[Stored items]
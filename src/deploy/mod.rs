//! Configuration deployment subsystem.
//!
//! # Data Flow
//! ```text
//! Rendered config bytes (changed since last deploy)
//!     → nginx.rs: overwrite config file (truncate + write)
//!     → nginx.rs: run reload command, wait for exit status
//!     → Ok(()) or DeployError
//! ```
//!
//! # Design Decisions
//! - Best-effort: overwrite then reload, no atomic swap
//! - A non-zero reload exit is a failure so the next cycle retries
//! - The reload command is argv-split, never run through a shell

pub mod nginx;

use std::future::Future;
use std::path::PathBuf;
use std::process::ExitStatus;

use thiserror::Error;

pub use nginx::NginxDeployer;

/// Errors that can occur while deploying a configuration.
#[derive(Debug, Error)]
pub enum DeployError {
    /// Writing the configuration file failed.
    #[error("failed to write {}: {source}", .path.display())]
    Write {
        path: PathBuf,
        #[source]
        source: std::io::Error,
    },

    /// The reload command could not be started.
    #[error("failed to run '{command}': {source}")]
    Spawn {
        command: String,
        #[source]
        source: std::io::Error,
    },

    /// The reload command exited unsuccessfully.
    #[error("'{command}' exited with {status}")]
    ReloadFailed { command: String, status: ExitStatus },

    /// The reload command did not finish in time.
    #[error("reload timed out after {0} seconds")]
    ReloadTimeout(u64),

    /// No reload command configured.
    #[error("reload command is empty")]
    EmptyCommand,
}

/// Writes a configuration and signals the proxy to pick it up.
pub trait Deployer: Send + Sync {
    fn deploy(&self, config: &[u8]) -> impl Future<Output = Result<(), DeployError>> + Send;
}
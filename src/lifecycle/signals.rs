//! OS signal handling.
//!
//! # Responsibilities
//! - Wait for SIGINT (Ctrl+C) or SIGTERM
//! - Translate the first one into a shutdown trigger
//!
//! # Design Decisions
//! - Uses Tokio's signal handling (async-safe)
//! - A failed handler registration is logged, the other signal still works

use crate::lifecycle::Shutdown;

/// Wait for a termination signal, then trigger `shutdown`.
pub async fn wait_for_signal(shutdown: Shutdown) {
    let ctrl_c = async {
        if let Err(e) = tokio::signal::ctrl_c().await {
            tracing::error!(error = %e, "Failed to install Ctrl+C handler");
            std::future::pending::<()>().await;
        }
    };

    #[cfg(unix)]
    let terminate = async {
        use tokio::signal::unix::{signal, SignalKind};
        match signal(SignalKind::terminate()) {
            Ok(mut sigterm) => {
                sigterm.recv().await;
            }
            Err(e) => {
                tracing::error!(error = %e, "Failed to install SIGTERM handler");
                std::future::pending::<()>().await;
            }
        }
    };

    #[cfg(not(unix))]
    let terminate = std::future::pending::<()>();

    tokio::select! {
        _ = ctrl_c => tracing::info!("Received SIGINT"),
        _ = terminate => tracing::info!("Received SIGTERM"),
    }

    shutdown.trigger();
}
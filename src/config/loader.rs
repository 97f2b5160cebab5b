//! Configuration loading from the environment and, optionally, disk.

use std::collections::HashMap;
use std::fs;
use std::path::Path;

use crate::config::schema::{LogFormat, ReloaderConfig};
use crate::config::validation::{validate_config, ValidationError};

/// Optional TOML file loaded before the environment overlay.
pub const CONFIG_FILE_VAR: &str = "RELOADER_CONFIG";

/// Error type for configuration loading.
#[derive(Debug)]
pub enum ConfigError {
    Io(std::io::Error),
    Parse(toml::de::Error),
    Validation(Vec<ValidationError>),
}

impl std::fmt::Display for ConfigError {
    fn fmt(&self, f: &mut std::fmt::Formatter<'_>) -> std::fmt::Result {
        match self {
            ConfigError::Io(e) => write!(f, "IO error: {}", e),
            ConfigError::Parse(e) => write!(f, "Parse error: {}", e),
            ConfigError::Validation(errors) => {
                write!(f, "Validation failed: ")?;
                for (i, err) in errors.iter().enumerate() {
                    if i > 0 {
                        write!(f, ", ")?;
                    }
                    write!(f, "{}", err)?;
                }
                Ok(())
            }
        }
    }
}

impl std::error::Error for ConfigError {}

/// A validated configuration plus the overrides that were ignored on the way.
#[derive(Debug)]
pub struct LoadedConfig {
    pub config: ReloaderConfig,
    pub warnings: Vec<String>,
}

/// Parse a TOML configuration file without validating it.
pub fn read_config_file(path: &Path) -> Result<ReloaderConfig, ConfigError> {
    let content = fs::read_to_string(path).map_err(ConfigError::Io)?;
    toml::from_str(&content).map_err(ConfigError::Parse)
}

/// Load and validate configuration from a TOML file.
pub fn load_config(path: &Path) -> Result<ReloaderConfig, ConfigError> {
    let config = read_config_file(path)?;
    validate_config(&config).map_err(ConfigError::Validation)?;
    Ok(config)
}

/// Build the configuration from environment variables.
///
/// When `RELOADER_CONFIG` names a file it provides the base values, otherwise
/// defaults are used. Environment variables always win.
pub fn load_from_env<I>(vars: I) -> Result<LoadedConfig, ConfigError>
where
    I: IntoIterator<Item = (String, String)>,
{
    let vars: HashMap<String, String> = vars.into_iter().collect();

    let mut config = match vars.get(CONFIG_FILE_VAR).filter(|p| !p.is_empty()) {
        Some(path) => read_config_file(Path::new(path))?,
        None => ReloaderConfig::default(),
    };

    let warnings = apply_env(&mut config, &vars);
    validate_config(&config).map_err(ConfigError::Validation)?;

    Ok(LoadedConfig { config, warnings })
}

/// Overlay recognised environment variables onto `config`.
///
/// Unparsable numeric values keep the previous value and produce a warning.
pub fn apply_env(config: &mut ReloaderConfig, vars: &HashMap<String, String>) -> Vec<String> {
    let mut warnings = Vec::new();
    let get = |name: &str| vars.get(name).map(String::as_str).filter(|v| !v.is_empty());

    if let Some(port) = get("PORT") {
        config.discovery.port = port.to_string();
    }
    if let Some(auth) = vars.get("TUTUM_AUTH") {
        config.discovery.auth = auth.clone();
    }

    let numeric = [
        ("POLLING_PERIOD", &mut config.discovery.polling_period_secs),
        ("FETCH_TIMEOUT", &mut config.discovery.fetch_timeout_secs),
        ("RELOAD_TIMEOUT", &mut config.deploy.reload_timeout_secs),
    ];
    for (name, slot) in numeric {
        if let Some(raw) = get(name) {
            match raw.trim().parse::<u64>() {
                Ok(value) => *slot = value,
                Err(_) => warnings.push(format!(
                    "{} '{}' is not an integer, keeping {}",
                    name, raw, slot
                )),
            }
        }
    }

    if let Some(path) = get("NGINX_CONFIG_PATH") {
        config.deploy.config_path = path.to_string();
    }
    if let Some(command) = get("RELOAD_COMMAND") {
        config.deploy.reload_command = command.to_string();
    }

    if let Some(level) = get("LOG_LEVEL") {
        config.observability.log_level = level.to_string();
    }
    if let Some(format) = get("LOG_FORMAT") {
        match format.to_ascii_lowercase().as_str() {
            "json" => config.observability.log_format = LogFormat::Json,
            "pretty" => config.observability.log_format = LogFormat::Pretty,
            other => warnings.push(format!(
                "LOG_FORMAT '{}' is unknown, keeping {:?}",
                other, config.observability.log_format
            )),
        }
    }
    if let Some(address) = get("METRICS_ADDRESS") {
        config.observability.metrics_address = Some(address.to_string());
    }

    if let Some(address) = get("ADMIN_ADDRESS") {
        config.admin.bind_address = Some(address.to_string());
    }
    if let Some(key) = get("ADMIN_API_KEY") {
        config.admin.api_key = Some(key.to_string());
    }

    warnings
}
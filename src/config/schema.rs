//! Configuration schema definitions.
//!
//! This module defines the complete configuration structure for the reloader.
//! All types derive Serde traits for deserialization from an optional TOML
//! file; environment variables are overlaid afterwards by the loader.

use serde::{Deserialize, Serialize};

/// Root configuration for the reloader.
#[derive(Debug, Clone, Deserialize, Serialize, Default)]
#[serde(default)]
pub struct ReloaderConfig {
    /// Endpoint discovery and polling.
    pub discovery: DiscoveryConfig,

    /// Config file and reload command.
    pub deploy: DeployConfig,

    /// Logging and metrics.
    pub observability: ObservabilityConfig,

    /// Optional status endpoint.
    pub admin: AdminConfig,
}

/// Discovery and polling configuration.
#[derive(Debug, Clone, Deserialize, Serialize)]
#[serde(default)]
pub struct DiscoveryConfig {
    /// The proxy's own listening port, used to build the link filter.
    pub port: String,

    /// Seconds between reconcile cycles.
    pub polling_period_secs: u64,

    /// Credential sent verbatim as the `Authorization` header.
    #[serde(skip_serializing)]
    pub auth: String,

    /// Deadline for a single descriptor fetch, in seconds.
    pub fetch_timeout_secs: u64,

    /// TCP connect timeout for descriptor fetches, in seconds.
    pub connect_timeout_secs: u64,
}

impl Default for DiscoveryConfig {
    fn default() -> Self {
        Self {
            port: "80".to_string(),
            polling_period_secs: 30,
            auth: String::new(),
            fetch_timeout_secs: 10,
            connect_timeout_secs: 5,
        }
    }
}

/// Deployment configuration.
#[derive(Debug, Clone, Deserialize, Serialize)]
#[serde(default)]
pub struct DeployConfig {
    /// nginx config file that is overwritten on every deploy.
    pub config_path: String,

    /// Command run after the file is written.
    ///
    /// Split on whitespace into argv and executed without a shell, so quoting
    /// is not interpreted. Put pipelines or quoted arguments in a script and
    /// name the script here.
    pub reload_command: String,

    /// Deadline for the reload command, in seconds.
    pub reload_timeout_secs: u64,
}

impl Default for DeployConfig {
    fn default() -> Self {
        Self {
            config_path: "/etc/nginx/conf.d/default.conf".to_string(),
            reload_command: "service nginx restart".to_string(),
            reload_timeout_secs: 30,
        }
    }
}

/// Log output format.
#[derive(Debug, Clone, Copy, PartialEq, Eq, Deserialize, Serialize, Default)]
#[serde(rename_all = "lowercase")]
pub enum LogFormat {
    #[default]
    Pretty,
    Json,
}

/// Observability configuration.
#[derive(Debug, Clone, Deserialize, Serialize)]
#[serde(default)]
pub struct ObservabilityConfig {
    /// Default log filter when `RUST_LOG` is unset.
    pub log_level: String,

    /// Log output format.
    pub log_format: LogFormat,

    /// Prometheus exporter bind address; disabled when unset.
    pub metrics_address: Option<String>,
}

impl Default for ObservabilityConfig {
    fn default() -> Self {
        Self {
            log_level: "info".to_string(),
            log_format: LogFormat::Pretty,
            metrics_address: None,
        }
    }
}

/// Status endpoint configuration.
#[derive(Debug, Clone, Deserialize, Serialize, Default)]
#[serde(default)]
pub struct AdminConfig {
    /// Bind address; the endpoint is disabled when unset.
    pub bind_address: Option<String>,

    /// Bearer token required on `/admin/*` when set.
    #[serde(skip_serializing)]
    pub api_key: Option<String>,
}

*WHAT IS NEEDED*: Which of the lines above mention the word "terminate"? Pull those lines out.

*OUTPUT*:
    let terminate = async {
        match signal(SignalKind::terminate()) {
    let terminate = std::future::pending::<()>();
        _ = terminate => tracing::info!("Received SIGTERM"),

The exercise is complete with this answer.